INSTRUCTIONS FOR THE TASK.
Report each line of the data that has "ContentProvider" somewhere in it.

DATA FOR ANALYSIS.
|---|
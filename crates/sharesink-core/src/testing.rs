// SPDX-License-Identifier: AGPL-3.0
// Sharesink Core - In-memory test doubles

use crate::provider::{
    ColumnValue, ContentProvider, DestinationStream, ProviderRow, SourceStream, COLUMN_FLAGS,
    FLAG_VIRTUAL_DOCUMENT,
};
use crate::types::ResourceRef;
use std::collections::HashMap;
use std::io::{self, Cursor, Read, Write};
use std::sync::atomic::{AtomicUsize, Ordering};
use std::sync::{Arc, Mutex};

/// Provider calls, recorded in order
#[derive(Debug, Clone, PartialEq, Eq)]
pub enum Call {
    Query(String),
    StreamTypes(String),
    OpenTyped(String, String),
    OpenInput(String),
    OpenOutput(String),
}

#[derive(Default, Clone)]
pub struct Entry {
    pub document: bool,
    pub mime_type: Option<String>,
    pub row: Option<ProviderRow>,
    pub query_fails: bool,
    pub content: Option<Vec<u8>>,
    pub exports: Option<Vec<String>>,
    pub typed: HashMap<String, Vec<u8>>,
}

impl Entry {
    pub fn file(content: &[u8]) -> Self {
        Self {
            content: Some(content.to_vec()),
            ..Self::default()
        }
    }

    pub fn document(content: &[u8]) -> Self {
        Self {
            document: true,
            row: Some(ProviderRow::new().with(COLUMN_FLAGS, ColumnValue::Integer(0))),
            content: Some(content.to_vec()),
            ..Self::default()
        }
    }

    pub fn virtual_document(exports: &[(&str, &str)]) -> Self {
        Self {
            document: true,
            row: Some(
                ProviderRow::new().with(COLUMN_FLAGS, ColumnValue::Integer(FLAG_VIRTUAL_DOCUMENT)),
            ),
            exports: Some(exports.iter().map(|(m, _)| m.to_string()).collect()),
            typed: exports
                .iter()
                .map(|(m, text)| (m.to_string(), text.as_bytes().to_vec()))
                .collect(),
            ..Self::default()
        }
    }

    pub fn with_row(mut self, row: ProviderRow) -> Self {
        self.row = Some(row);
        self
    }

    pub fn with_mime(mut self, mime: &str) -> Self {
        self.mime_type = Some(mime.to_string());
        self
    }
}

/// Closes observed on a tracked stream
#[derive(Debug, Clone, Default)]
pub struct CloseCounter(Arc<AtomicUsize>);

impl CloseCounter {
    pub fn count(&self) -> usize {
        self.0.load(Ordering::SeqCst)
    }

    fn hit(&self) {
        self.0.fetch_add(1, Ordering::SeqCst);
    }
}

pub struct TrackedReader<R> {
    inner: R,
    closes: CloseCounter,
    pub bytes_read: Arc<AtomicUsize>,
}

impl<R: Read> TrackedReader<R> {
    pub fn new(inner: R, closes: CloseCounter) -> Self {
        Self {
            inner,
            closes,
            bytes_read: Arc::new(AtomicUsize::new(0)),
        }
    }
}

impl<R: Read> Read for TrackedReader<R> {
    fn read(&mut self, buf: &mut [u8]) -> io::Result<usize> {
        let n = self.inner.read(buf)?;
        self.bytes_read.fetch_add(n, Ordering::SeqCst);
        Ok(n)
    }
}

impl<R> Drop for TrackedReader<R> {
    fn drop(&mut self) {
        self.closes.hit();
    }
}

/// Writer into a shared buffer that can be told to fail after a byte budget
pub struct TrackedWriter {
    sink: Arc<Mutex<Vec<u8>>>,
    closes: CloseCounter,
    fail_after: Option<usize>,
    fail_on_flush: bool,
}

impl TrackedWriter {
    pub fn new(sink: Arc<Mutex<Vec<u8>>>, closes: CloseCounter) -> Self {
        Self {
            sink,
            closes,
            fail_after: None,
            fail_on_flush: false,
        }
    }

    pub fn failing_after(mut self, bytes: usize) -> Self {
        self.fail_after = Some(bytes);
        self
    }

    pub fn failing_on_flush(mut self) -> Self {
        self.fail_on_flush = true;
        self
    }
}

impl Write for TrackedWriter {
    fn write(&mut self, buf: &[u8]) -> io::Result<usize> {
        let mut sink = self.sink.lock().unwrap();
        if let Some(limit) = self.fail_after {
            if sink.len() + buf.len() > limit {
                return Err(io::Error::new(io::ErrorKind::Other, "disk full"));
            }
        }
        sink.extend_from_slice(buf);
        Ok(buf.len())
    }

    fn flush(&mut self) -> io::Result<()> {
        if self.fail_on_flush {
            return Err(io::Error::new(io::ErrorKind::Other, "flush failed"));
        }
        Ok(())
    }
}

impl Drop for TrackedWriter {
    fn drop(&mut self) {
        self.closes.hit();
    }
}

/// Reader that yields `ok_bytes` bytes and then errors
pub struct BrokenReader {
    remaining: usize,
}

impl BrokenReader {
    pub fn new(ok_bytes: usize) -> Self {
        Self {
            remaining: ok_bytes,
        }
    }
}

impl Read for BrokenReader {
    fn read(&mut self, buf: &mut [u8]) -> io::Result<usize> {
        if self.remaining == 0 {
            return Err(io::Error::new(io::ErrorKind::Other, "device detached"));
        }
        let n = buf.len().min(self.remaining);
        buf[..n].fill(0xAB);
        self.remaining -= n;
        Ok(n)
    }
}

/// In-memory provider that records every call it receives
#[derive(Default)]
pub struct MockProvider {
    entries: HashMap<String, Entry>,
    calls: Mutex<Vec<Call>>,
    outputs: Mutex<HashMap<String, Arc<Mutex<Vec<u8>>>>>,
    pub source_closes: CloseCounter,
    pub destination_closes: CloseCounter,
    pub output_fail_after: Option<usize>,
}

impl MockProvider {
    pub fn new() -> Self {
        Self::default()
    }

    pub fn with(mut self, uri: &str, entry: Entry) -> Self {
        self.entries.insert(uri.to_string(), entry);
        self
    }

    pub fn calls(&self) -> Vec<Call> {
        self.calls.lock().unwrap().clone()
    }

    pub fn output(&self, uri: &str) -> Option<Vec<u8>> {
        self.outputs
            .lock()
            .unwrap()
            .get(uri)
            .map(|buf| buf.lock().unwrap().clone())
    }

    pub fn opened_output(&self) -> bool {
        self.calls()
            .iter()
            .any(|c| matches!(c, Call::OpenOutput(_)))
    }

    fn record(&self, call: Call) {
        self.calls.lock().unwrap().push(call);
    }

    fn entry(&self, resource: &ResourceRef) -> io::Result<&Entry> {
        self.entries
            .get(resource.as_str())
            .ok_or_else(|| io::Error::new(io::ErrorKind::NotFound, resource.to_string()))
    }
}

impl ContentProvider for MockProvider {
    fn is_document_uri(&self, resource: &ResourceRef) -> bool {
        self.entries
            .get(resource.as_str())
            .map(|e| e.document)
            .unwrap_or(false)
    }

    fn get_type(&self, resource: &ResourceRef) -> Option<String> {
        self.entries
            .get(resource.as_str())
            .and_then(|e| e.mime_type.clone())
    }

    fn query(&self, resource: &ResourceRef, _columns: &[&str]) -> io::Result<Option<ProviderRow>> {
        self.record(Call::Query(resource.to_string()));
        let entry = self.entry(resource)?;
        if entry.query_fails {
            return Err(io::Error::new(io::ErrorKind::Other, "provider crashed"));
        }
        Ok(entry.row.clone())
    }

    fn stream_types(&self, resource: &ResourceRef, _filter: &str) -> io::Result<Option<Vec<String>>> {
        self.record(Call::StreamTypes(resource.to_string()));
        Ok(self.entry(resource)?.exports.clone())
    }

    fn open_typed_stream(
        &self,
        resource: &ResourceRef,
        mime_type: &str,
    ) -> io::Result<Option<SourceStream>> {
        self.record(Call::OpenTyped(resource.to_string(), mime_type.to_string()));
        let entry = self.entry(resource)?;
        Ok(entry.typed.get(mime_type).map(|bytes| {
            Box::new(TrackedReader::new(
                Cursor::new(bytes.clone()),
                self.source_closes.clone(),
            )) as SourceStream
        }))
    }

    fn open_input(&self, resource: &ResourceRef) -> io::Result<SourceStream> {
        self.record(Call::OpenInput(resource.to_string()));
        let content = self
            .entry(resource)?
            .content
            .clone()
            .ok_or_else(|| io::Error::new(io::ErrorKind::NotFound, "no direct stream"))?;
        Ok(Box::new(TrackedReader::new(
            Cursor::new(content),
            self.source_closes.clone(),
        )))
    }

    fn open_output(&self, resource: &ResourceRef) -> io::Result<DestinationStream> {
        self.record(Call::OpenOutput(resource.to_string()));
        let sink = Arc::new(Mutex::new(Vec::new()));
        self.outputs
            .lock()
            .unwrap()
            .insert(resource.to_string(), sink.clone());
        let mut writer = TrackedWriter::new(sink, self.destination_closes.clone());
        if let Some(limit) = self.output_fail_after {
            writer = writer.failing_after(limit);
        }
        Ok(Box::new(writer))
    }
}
|---|
SOLUTION TO THIS PROBLEM.
    ColumnValue, ContentProvider, DestinationStream, ProviderRow, SourceStream, COLUMN_FLAGS,
impl ContentProvider for MockProvider {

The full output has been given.